Cyclones Linked to Pliocene Warming
More Storms in Ancient Past May Have Implications for Future Climate
March 21, 2011
Contact: Margie Wylie, firstname.lastname@example.org, +1 510 486 7421
Scientists searching for clues to Earth’s future climate are turning to its dim past, the Pliocene epoch. “We’re interested in the Pliocene, because it’s the closest analog we have in the past for what could happen in our future,” says Chris Brierley, a Yale climate researcher computing at the National Energy Research Scientific Computing Center (NERSC).
Brierley and Yale colleague Alexey Fedorov are using simulations to help unravel a mystery that has bedeviled climatologists for years: Why was the Pliocene – under conditions similar to today – so much hotter? Their most recent work suggests that tropical cyclones (also called hurricanes or typhoons) may have played a crucial role.

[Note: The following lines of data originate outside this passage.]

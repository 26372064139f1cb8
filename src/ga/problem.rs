//! Rostering GA problem definition.
//!
//! [`GaProblem`] is the seam between the generic search loop and a concrete
//! encoding. [`DayProblem`] implements it for one weekday: individuals are
//! [`DaySchedule`]s, fitness is the constraint-penalty score.

use rand::Rng;

use super::fitness::FitnessEvaluator;
use super::operators::{reassign_driver_mutation, tail_swap_crossover};
use super::population::build_candidate;
use crate::config::{FleetProblem, PenaltyWeights, ShiftRules};
use crate::error::RosterError;
use crate::models::{DaySchedule, DriverKind, DriverRotation, Weekday};
use crate::validation::validate_day;

/// A problem the genetic search can optimize.
///
/// Fitness is maximized.
pub trait GaProblem {
    /// Candidate solution.
    type Individual: Clone;

    /// Builds one random individual.
    fn create_individual<R: Rng>(&self, rng: &mut R) -> Self::Individual;

    /// Builds an initial population.
    fn create_population<R: Rng>(&self, size: usize, rng: &mut R) -> Vec<Self::Individual> {
        (0..size).map(|_| self.create_individual(rng)).collect()
    }

    /// Scores an individual (higher is better).
    fn evaluate(&self, individual: &Self::Individual) -> i64;

    /// Recombines two parents into two children.
    fn crossover<R: Rng>(
        &self,
        parent1: &Self::Individual,
        parent2: &Self::Individual,
        rng: &mut R,
    ) -> (Self::Individual, Self::Individual);

    /// Perturbs an individual in place.
    fn mutate<R: Rng>(&self, individual: &mut Self::Individual, rng: &mut R);
}

/// Drivers eligible to work on one weekday.
#[derive(Debug, Clone, Default, PartialEq, Eq)]
pub struct DriverPool {
    /// Regular driver indices (empty on weekends).
    pub regular: Vec<u32>,
    /// Flexible driver indices permitted by the rotation.
    pub flexible: Vec<u32>,
}

impl DriverPool {
    /// Resolves eligibility for `weekday`.
    pub fn for_day(problem: &FleetProblem, rotation: &DriverRotation, weekday: Weekday) -> Self {
        let regular = if weekday.is_weekend() {
            Vec::new()
        } else {
            (0..problem.regular_drivers).collect()
        };
        Self {
            regular,
            flexible: rotation.eligible_on(weekday),
        }
    }

    /// Eligible indices of one category.
    #[inline]
    pub fn of_kind(&self, kind: DriverKind) -> &[u32] {
        match kind {
            DriverKind::Regular => &self.regular,
            DriverKind::Flexible => &self.flexible,
        }
    }
}

/// GA problem for one weekday.
///
/// # Example
/// ```
/// use rand::SeedableRng;
/// use rand::rngs::SmallRng;
/// use u_roster::config::{FleetProblem, GaConfig, PenaltyWeights, ShiftRules};
/// use u_roster::ga::{DayProblem, GaRunner};
/// use u_roster::models::{DriverRotation, Weekday};
///
/// let fleet = FleetProblem::new(4, 2, 3);
/// let rotation = DriverRotation::assign(fleet.flexible_drivers);
/// let rules = ShiftRules::default();
/// let weights = PenaltyWeights::default();
/// let problem = DayProblem::new(fleet, Weekday::Monday, &rotation, &rules, &weights)?;
///
/// let config = GaConfig::default().with_population_size(6).with_generations(2);
/// let mut rng = SmallRng::seed_from_u64(7);
/// let result = GaRunner::run(&problem, &config, &mut rng)?;
/// assert!(result.best_fitness <= 0);
/// # Ok::<(), u_roster::RosterError>(())
/// ```
#[derive(Debug, Clone)]
pub struct DayProblem<'a> {
    pub(crate) fleet: FleetProblem,
    pub(crate) weekday: Weekday,
    pub(crate) rules: &'a ShiftRules,
    pub(crate) pool: DriverPool,
    evaluator: FitnessEvaluator<'a>,
}

impl<'a> DayProblem<'a> {
    /// Creates the problem for `weekday`.
    ///
    /// # Errors
    /// [`RosterError::InvalidConfiguration`] if the fleet or day rules are
    /// invalid (empty fleet, non-positive tick, inconsistent shift rules).
    pub fn new(
        fleet: FleetProblem,
        weekday: Weekday,
        rotation: &DriverRotation,
        rules: &'a ShiftRules,
        weights: &'a PenaltyWeights,
    ) -> Result<Self, RosterError> {
        validate_day(&fleet, rules).map_err(RosterError::InvalidConfiguration)?;
        Ok(Self::from_validated(fleet, weekday, rotation, rules, weights))
    }

    /// Creates the problem from rules that already passed validation.
    pub(crate) fn from_validated(
        fleet: FleetProblem,
        weekday: Weekday,
        rotation: &DriverRotation,
        rules: &'a ShiftRules,
        weights: &'a PenaltyWeights,
    ) -> Self {
        Self {
            fleet,
            weekday,
            rules,
            pool: DriverPool::for_day(&fleet, rotation, weekday),
            evaluator: FitnessEvaluator::new(rules, weights, fleet.fleet_size, weekday),
        }
    }

    /// The weekday being optimized.
    #[inline]
    pub fn weekday(&self) -> Weekday {
        self.weekday
    }

    /// Drivers eligible on this weekday.
    #[inline]
    pub fn pool(&self) -> &DriverPool {
        &self.pool
    }

    /// The fitness evaluator for this weekday.
    #[inline]
    pub fn evaluator(&self) -> &FitnessEvaluator<'a> {
        &self.evaluator
    }
}

impl GaProblem for DayProblem<'_> {
    type Individual = DaySchedule;

    fn create_individual<R: Rng>(&self, rng: &mut R) -> DaySchedule {
        build_candidate(self, rng)
    }

    fn evaluate(&self, individual: &DaySchedule) -> i64 {
        self.evaluator.evaluate(individual)
    }

    fn crossover<R: Rng>(
        &self,
        parent1: &DaySchedule,
        parent2: &DaySchedule,
        rng: &mut R,
    ) -> (DaySchedule, DaySchedule) {
        tail_swap_crossover(parent1, parent2, rng)
    }

    fn mutate<R: Rng>(&self, individual: &mut DaySchedule, rng: &mut R) {
        reassign_driver_mutation(individual, &self.pool, rng);
    }
}

#[cfg(test)]
mod tests {
    use super::*;
    use crate::models::DayHorizon;
    use crate::validation::ValidationErrorKind;
    use rand::rngs::SmallRng;
    use rand::SeedableRng;

    #[test]
    fn test_pool_weekday() {
        let fleet = FleetProblem::new(10, 5, 7);
        let rotation = DriverRotation::assign(7);
        let pool = DriverPool::for_day(&fleet, &rotation, Weekday::Monday);
        assert_eq!(pool.regular, vec![0, 1, 2, 3, 4]);
        assert_eq!(pool.flexible, vec![0, 3, 6]);
        assert_eq!(pool.of_kind(DriverKind::Flexible), &[0, 3, 6]);
    }

    #[test]
    fn test_pool_weekend_has_no_regular() {
        let fleet = FleetProblem::new(10, 5, 7);
        let rotation = DriverRotation::assign(7);
        let pool = DriverPool::for_day(&fleet, &rotation, Weekday::Sunday);
        assert!(pool.regular.is_empty());
        assert_eq!(pool.flexible, vec![0, 3, 6]);
    }

    #[test]
    fn test_create_population_size() {
        let fleet = FleetProblem::new(5, 3, 4);
        let rotation = DriverRotation::assign(4);
        let rules = ShiftRules::default();
        let weights = PenaltyWeights::default();
        let problem =
            DayProblem::new(fleet, Weekday::Tuesday, &rotation, &rules, &weights).unwrap();
        let mut rng = SmallRng::seed_from_u64(42);

        let population = problem.create_population(8, &mut rng);
        assert_eq!(population.len(), 8);
        assert!(population.iter().all(|s| problem.evaluate(s) <= 0));
        assert_eq!(problem.weekday(), Weekday::Tuesday);
    }

    #[test]
    fn test_zero_tick_rejected() {
        let fleet = FleetProblem::new(5, 3, 4);
        let rotation = DriverRotation::assign(4);
        let rules = ShiftRules::default().with_horizon(DayHorizon::new(360, 1620, 0));
        let weights = PenaltyWeights::default();

        let err = DayProblem::new(fleet, Weekday::Monday, &rotation, &rules, &weights).unwrap_err();
        match err {
            RosterError::InvalidConfiguration(errors) => {
                assert!(errors.iter().any(|e| e.kind == ValidationErrorKind::InvalidTick));
            }
            other => panic!("unexpected error: {other}"),
        }
    }

    #[test]
    fn test_empty_fleet_rejected() {
        let rotation = DriverRotation::assign(2);
        let rules = ShiftRules::default();
        let weights = PenaltyWeights::default();
        let result = DayProblem::new(
            FleetProblem::new(0, 1, 2),
            Weekday::Monday,
            &rotation,
            &rules,
            &weights,
        );
        assert!(result.is_err());
    }
}
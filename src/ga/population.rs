//! Stochastic construction of initial candidates.
//!
//! # Algorithm
//!
//! Simulates the service day tick by tick. Each vehicle, Regular driver and
//! Flexible driver has a "free again at" time. At every tick, each free
//! vehicle draws a driver category uniformly and:
//!
//! 1. **Regular** (weekdays only): picks a free Regular driver. After lunch
//!    time, a driver who has not eaten takes lunch instead of a trip.
//! 2. **Flexible**: picks a free Flexible driver permitted by the rotation.
//!
//! A trip lasts the nominal length plus uniform jitter. It is dropped if a
//! Regular driver would end past the shift, if the driver already drives
//! an intersecting trip, or if it would run past the end of the day.
//!
//! Candidates are mostly but not fully valid; fitness penalizes the rest.

use rand::prelude::IndexedRandom;
use rand::Rng;
use tracing::trace;

use super::problem::DayProblem;
use crate::models::{DaySchedule, DriverId, DriverKind, Trip};

/// Outcome counters of one construction run.
#[derive(Debug, Clone, Copy, Default, PartialEq, Eq)]
pub struct BuildStats {
    pub trips: usize,
    pub lunches: usize,
    /// Draws with no eligible free driver.
    pub no_driver: usize,
    /// Trips dropped by a shift, overlap or end-of-day rule.
    pub rejected: usize,
}

/// Builds one candidate schedule for the problem's weekday.
pub fn build_candidate<R: Rng>(problem: &DayProblem<'_>, rng: &mut R) -> DaySchedule {
    build_candidate_with_stats(problem, rng).0
}

/// Builds one candidate and reports what happened during construction.
pub fn build_candidate_with_stats<R: Rng>(
    problem: &DayProblem<'_>,
    rng: &mut R,
) -> (DaySchedule, BuildStats) {
    let rules = problem.rules;
    let horizon = rules.horizon;
    let weekend = problem.weekday().is_weekend();
    let regular_count = if weekend { 0 } else { problem.fleet.regular_drivers as usize };

    let mut schedule = DaySchedule::new();
    let mut stats = BuildStats::default();

    let mut vehicle_free = vec![horizon.start_min; problem.fleet.fleet_size as usize];
    let mut regular_free = vec![rules.regular_shift.start_min; regular_count];
    let mut regular_lunch = vec![false; regular_count];
    let mut flexible_free = vec![0i64; problem.fleet.flexible_drivers as usize];
    let mut candidates: Vec<u32> = Vec::new();

    let mut clock = horizon.start_min;
    while clock < horizon.end_min {
        for vehicle in 0..vehicle_free.len() {
            if vehicle_free[vehicle] > clock {
                continue;
            }

            let kind = if rng.random_bool(0.5) {
                DriverKind::Regular
            } else {
                DriverKind::Flexible
            };
            if kind == DriverKind::Regular && weekend {
                continue;
            }

            candidates.clear();
            let free_at = match kind {
                DriverKind::Regular => &regular_free,
                DriverKind::Flexible => &flexible_free,
            };
            candidates.extend(
                problem
                    .pool()
                    .of_kind(kind)
                    .iter()
                    .copied()
                    .filter(|&i| free_at.get(i as usize).is_some_and(|&free| free <= clock)),
            );
            let Some(&index) = candidates.choose(rng) else {
                stats.no_driver += 1;
                continue;
            };

            if kind == DriverKind::Regular
                && clock >= rules.lunch_after_min
                && !regular_lunch[index as usize]
            {
                let lunch_end = clock + rules.lunch_duration_min;
                regular_free[index as usize] = lunch_end + rules.lunch_recovery_min;
                regular_lunch[index as usize] = true;
                vehicle_free[vehicle] = lunch_end + rules.vehicle_turnaround_min;
                stats.lunches += 1;
                continue;
            }

            let driver = DriverId::new(kind, index);
            let duration = rules.trip_duration_min
                + rng.random_range(-rules.trip_jitter_min..=rules.trip_jitter_min);
            let end = clock + duration;

            if (kind == DriverKind::Regular && end > rules.regular_shift.end_min)
                || end > horizon.end_min
                || schedule.driver_busy(driver, clock, end)
            {
                stats.rejected += 1;
                continue;
            }

            schedule.add_trip(Trip::new(vehicle as u32 + 1, driver, clock, end));
            stats.trips += 1;
            vehicle_free[vehicle] = end + rules.vehicle_turnaround_min;
            match kind {
                DriverKind::Regular => regular_free[index as usize] = end,
                DriverKind::Flexible => {
                    flexible_free[index as usize] = end + rules.flexible_rest_min
                }
            }
        }
        clock += horizon.tick_min;
    }

    trace!(
        weekday = %problem.weekday(),
        trips = stats.trips,
        lunches = stats.lunches,
        no_driver = stats.no_driver,
        rejected = stats.rejected,
        "built candidate"
    );
    (schedule, stats)
}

Working with Kerry Emanuel of MIT, the Yale researchers’ computer simulations revealed twice as many tropical cyclones during the Pliocene; storms that lasted two to three days longer on average (compared to today); and, unlike today, cyclones occurring across the entire tropical Pacific Ocean. This wide-ranging distribution of storms disrupted a key ocean circulation pattern, warming seas and creating atmospheric conditions that encouraged more cyclones.

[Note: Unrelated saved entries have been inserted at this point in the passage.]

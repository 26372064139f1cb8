//! GA-based roster optimization.
//!
//! # Encoding
//!
//! An individual is a [`DaySchedule`](crate::models::DaySchedule): a list
//! of trips. The list order is the crossover axis; otherwise it carries no
//! meaning.
//!
//! # Submodules
//!
//! - [`fitness`]: constraint-penalty evaluation
//! - [`operators`]: tail-swap crossover, driver-reassignment mutation
//! - [`population`]: stochastic day simulation building initial candidates
//! - [`runner`]: generational search loop

pub mod fitness;
pub mod operators;
pub mod population;
mod problem;
pub mod runner;

pub use fitness::{FitnessBreakdown, FitnessEvaluator};
pub use problem::{DayProblem, DriverPool, GaProblem};
pub use runner::{GaResult, GaRunner, GenerationStats, Scored};
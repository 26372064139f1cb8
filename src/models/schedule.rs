//! Trip and day-schedule (candidate solution) model.
//!
//! A day schedule is a collection of trips, each binding one vehicle to
//! one driver for a time interval. It may contain violations (overlapping
//! driver assignments, shift breaches); these are penalized by the fitness
//! evaluator rather than rejected here.
//!
//! Trip order carries no meaning except as the cut axis of crossover.

use serde::{Deserialize, Serialize};
use std::collections::BTreeSet;

use super::{format_clock, DriverId, DriverKind};

/// One vehicle driven by one driver over `[start_min, end_min)`.
#[derive(Debug, Clone, Copy, PartialEq, Eq, Hash, Serialize, Deserialize)]
pub struct Trip {
    /// Vehicle number (1-based).
    pub vehicle: u32,
    /// Assigned driver.
    pub driver: DriverId,
    /// Start (minutes from midnight).
    pub start_min: i64,
    /// End (minutes from midnight, exclusive).
    pub end_min: i64,
}

impl Trip {
    /// Creates a new trip.
    pub fn new(vehicle: u32, driver: DriverId, start_min: i64, end_min: i64) -> Self {
        Self {
            vehicle,
            driver,
            start_min,
            end_min,
        }
    }

    /// Driver category of this trip.
    #[inline]
    pub fn driver_kind(&self) -> DriverKind {
        self.driver.kind
    }

    /// Trip length (minutes).
    #[inline]
    pub fn duration_min(&self) -> i64 {
        self.end_min - self.start_min
    }

    /// Whether this trip intersects `[start_min, end_min)`.
    #[inline]
    pub fn overlaps(&self, start_min: i64, end_min: i64) -> bool {
        !(self.end_min <= start_min || self.start_min >= end_min)
    }

    /// Whether the trip is in progress at `minute`.
    #[inline]
    pub fn is_active_at(&self, minute: i64) -> bool {
        self.start_min <= minute && minute < self.end_min
    }
}

/// One display row of a day schedule.
///
/// Carries everything a table renderer needs: vehicle, driver type and id,
/// clock strings and how many trips were running when this one started.
#[derive(Debug, Clone, PartialEq, Eq, Serialize, Deserialize)]
pub struct TripRow {
    pub vehicle: u32,
    pub driver_type: DriverKind,
    pub driver_id: String,
    /// Start as `HH:MM` (24h rollover).
    pub start: String,
    /// End as `HH:MM` (24h rollover).
    pub end: String,
    /// Trips in progress at this trip's start, itself included.
    pub active_at_start: usize,
}

/// A full day's roster (candidate schedule).
#[derive(Debug, Clone, Default, PartialEq, Eq, Serialize, Deserialize)]
pub struct DaySchedule {
    /// Trips in insertion order.
    pub trips: Vec<Trip>,
}

impl DaySchedule {
    /// Creates an empty schedule.
    pub fn new() -> Self {
        Self::default()
    }

    /// Creates a schedule from trips.
    pub fn from_trips(trips: Vec<Trip>) -> Self {
        Self { trips }
    }

    /// Appends a trip.
    pub fn add_trip(&mut self, trip: Trip) {
        self.trips.push(trip);
    }

    /// Number of trips.
    #[inline]
    pub fn len(&self) -> usize {
        self.trips.len()
    }

    /// Whether the schedule has no trips.
    #[inline]
    pub fn is_empty(&self) -> bool {
        self.trips.is_empty()
    }

    /// Whether `driver` already drives something intersecting `[start, end)`.
    pub fn driver_busy(&self, driver: DriverId, start_min: i64, end_min: i64) -> bool {
        self.trips
            .iter()
            .any(|t| t.driver == driver && t.overlaps(start_min, end_min))
    }

    /// Trips of one driver, in schedule order.
    pub fn trips_for_driver(&self, driver: DriverId) -> Vec<&Trip> {
        self.trips.iter().filter(|t| t.driver == driver).collect()
    }

    /// Distinct drivers appearing in the schedule.
    pub fn drivers(&self) -> BTreeSet<DriverId> {
        self.trips.iter().map(|t| t.driver).collect()
    }

    /// Distinct vehicles appearing in the schedule.
    pub fn vehicles(&self) -> BTreeSet<u32> {
        self.trips.iter().map(|t| t.vehicle).collect()
    }

    /// Number of trips in progress at `minute`.
    pub fn active_at(&self, minute: i64) -> usize {
        self.trips.iter().filter(|t| t.is_active_at(minute)).count()
    }

    /// Total driven minutes.
    pub fn total_duty_min(&self) -> i64 {
        self.trips.iter().map(Trip::duration_min).sum()
    }

    /// Display rows sorted by start time.
    pub fn rows(&self) -> Vec<TripRow> {
        let mut sorted: Vec<&Trip> = self.trips.iter().collect();
        sorted.sort_by_key(|t| t.start_min);

        sorted
            .iter()
            .map(|t| TripRow {
                vehicle: t.vehicle,
                driver_type: t.driver_kind(),
                driver_id: t.driver.to_string(),
                start: format_clock(t.start_min),
                end: format_clock(t.end_min),
                active_at_start: self.active_at(t.start_min),
            })
            .collect()
    }
}

#[cfg(test)]
mod tests {
    use super::*;

    fn sample_schedule() -> DaySchedule {
        let mut s = DaySchedule::new();
        s.add_trip(Trip::new(1, DriverId::regular(0), 480, 540));
        s.add_trip(Trip::new(2, DriverId::flexible(0), 500, 560));
        s.add_trip(Trip::new(1, DriverId::regular(0), 560, 620));
        s
    }

    #[test]
    fn test_trip_overlap() {
        let t = Trip::new(1, DriverId::regular(0), 0, 60);
        assert!(t.overlaps(30, 90));
        assert!(!t.overlaps(60, 120));
        assert!(t.is_active_at(0));
        assert!(!t.is_active_at(60));
        assert_eq!(t.duration_min(), 60);
    }

    #[test]
    fn test_driver_busy() {
        let s = sample_schedule();
        assert!(s.driver_busy(DriverId::regular(0), 530, 590));
        assert!(!s.driver_busy(DriverId::regular(0), 540, 560));
        assert!(!s.driver_busy(DriverId::regular(1), 480, 540));
    }

    #[test]
    fn test_drivers_and_vehicles() {
        let s = sample_schedule();
        let drivers: Vec<_> = s.drivers().into_iter().collect();
        assert_eq!(drivers, vec![DriverId::regular(0), DriverId::flexible(0)]);
        assert_eq!(s.vehicles().len(), 2);
        assert_eq!(s.trips_for_driver(DriverId::regular(0)).len(), 2);
    }

    #[test]
    fn test_active_at() {
        let s = sample_schedule();
        assert_eq!(s.active_at(510), 2);
        assert_eq!(s.active_at(540), 1);
        assert_eq!(s.active_at(700), 0);
        assert_eq!(s.total_duty_min(), 180);
    }

    #[test]
    fn test_rows_sorted_with_active_count() {
        let mut s = sample_schedule();
        s.add_trip(Trip::new(3, DriverId::flexible(1), 1560, 1620));
        let rows = s.rows();
        assert_eq!(rows.len(), 4);
        assert_eq!(rows[0].start, "08:00");
        assert_eq!(rows[0].active_at_start, 1);
        assert_eq!(rows[1].driver_id, "B1");
        assert_eq!(rows[1].active_at_start, 2);
        assert_eq!(rows[3].start, "02:00");
        assert_eq!(rows[3].end, "03:00");
    }

    #[test]
    fn test_empty_schedule() {
        let s = DaySchedule::new();
        assert!(s.is_empty());
        assert!(s.drivers().is_empty());
        assert!(s.rows().is_empty());
    }
}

This positive feedback loop, they posit, is key to explaining the Pliocene’s higher temperatures and persistent El Niño-like conditions. Their findings, featured on the cover of the journal Nature1, could have implications for the planet’s future as global temperatures continue to rise due to climate change.
What’s the Pliocene Got to Do With It?
The Pliocene Epoch (the period between 5 and 3 million years ago) is especially interesting to climatologists because conditions then were similar to those of modern day Earth, including the size and position of land masses, the levels of sunlight, and, crucially, atmospheric concentrations of the greenhouse gas carbon dioxide (CO2). “In geological terms, it was basically the same,” Brierley says.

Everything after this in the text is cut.